SUPPLIED MATERIAL:
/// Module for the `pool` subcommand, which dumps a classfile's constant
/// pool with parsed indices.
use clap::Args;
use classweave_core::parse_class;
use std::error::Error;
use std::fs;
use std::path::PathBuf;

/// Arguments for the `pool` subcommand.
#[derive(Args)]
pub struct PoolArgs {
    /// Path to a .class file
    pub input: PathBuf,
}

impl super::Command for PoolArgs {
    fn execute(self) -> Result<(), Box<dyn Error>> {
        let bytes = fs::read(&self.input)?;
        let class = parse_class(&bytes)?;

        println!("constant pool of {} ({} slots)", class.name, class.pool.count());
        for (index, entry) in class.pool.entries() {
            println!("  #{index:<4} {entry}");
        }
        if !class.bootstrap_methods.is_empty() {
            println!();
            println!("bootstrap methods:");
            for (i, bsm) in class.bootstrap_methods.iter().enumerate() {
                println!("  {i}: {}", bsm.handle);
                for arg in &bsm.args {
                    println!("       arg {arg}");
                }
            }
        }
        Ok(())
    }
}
---
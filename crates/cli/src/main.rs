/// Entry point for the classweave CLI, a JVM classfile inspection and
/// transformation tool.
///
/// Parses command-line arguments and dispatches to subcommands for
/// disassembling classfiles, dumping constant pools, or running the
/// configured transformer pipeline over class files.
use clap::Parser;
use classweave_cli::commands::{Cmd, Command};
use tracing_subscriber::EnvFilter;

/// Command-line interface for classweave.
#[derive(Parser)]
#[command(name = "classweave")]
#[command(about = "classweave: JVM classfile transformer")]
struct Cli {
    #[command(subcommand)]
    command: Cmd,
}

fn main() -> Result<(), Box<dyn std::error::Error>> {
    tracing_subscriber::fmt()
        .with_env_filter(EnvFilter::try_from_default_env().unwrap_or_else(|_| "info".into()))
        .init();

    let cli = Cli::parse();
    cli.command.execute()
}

WHAT YOU SHOULD DO: In the entries above, one line contains "impl super::Command for" and another contains "for (i, bsm)". Reproduce exactly those two lines and the lines between them, nothing else.

RESULT OF THE TASK:
impl super::Command for PoolArgs {
    fn execute(self) -> Result<(), Box<dyn Error>> {
        let bytes = fs::read(&self.input)?;
        let class = parse_class(&bytes)?;

        println!("constant pool of {} ({} slots)", class.name, class.pool.count());
        for (index, entry) in class.pool.entries() {
            println!("  #{index:<4} {entry}");
        }
        if !class.bootstrap_methods.is_empty() {
            println!();
            println!("bootstrap methods:");
            for (i, bsm) in class.bootstrap_methods.iter().enumerate() {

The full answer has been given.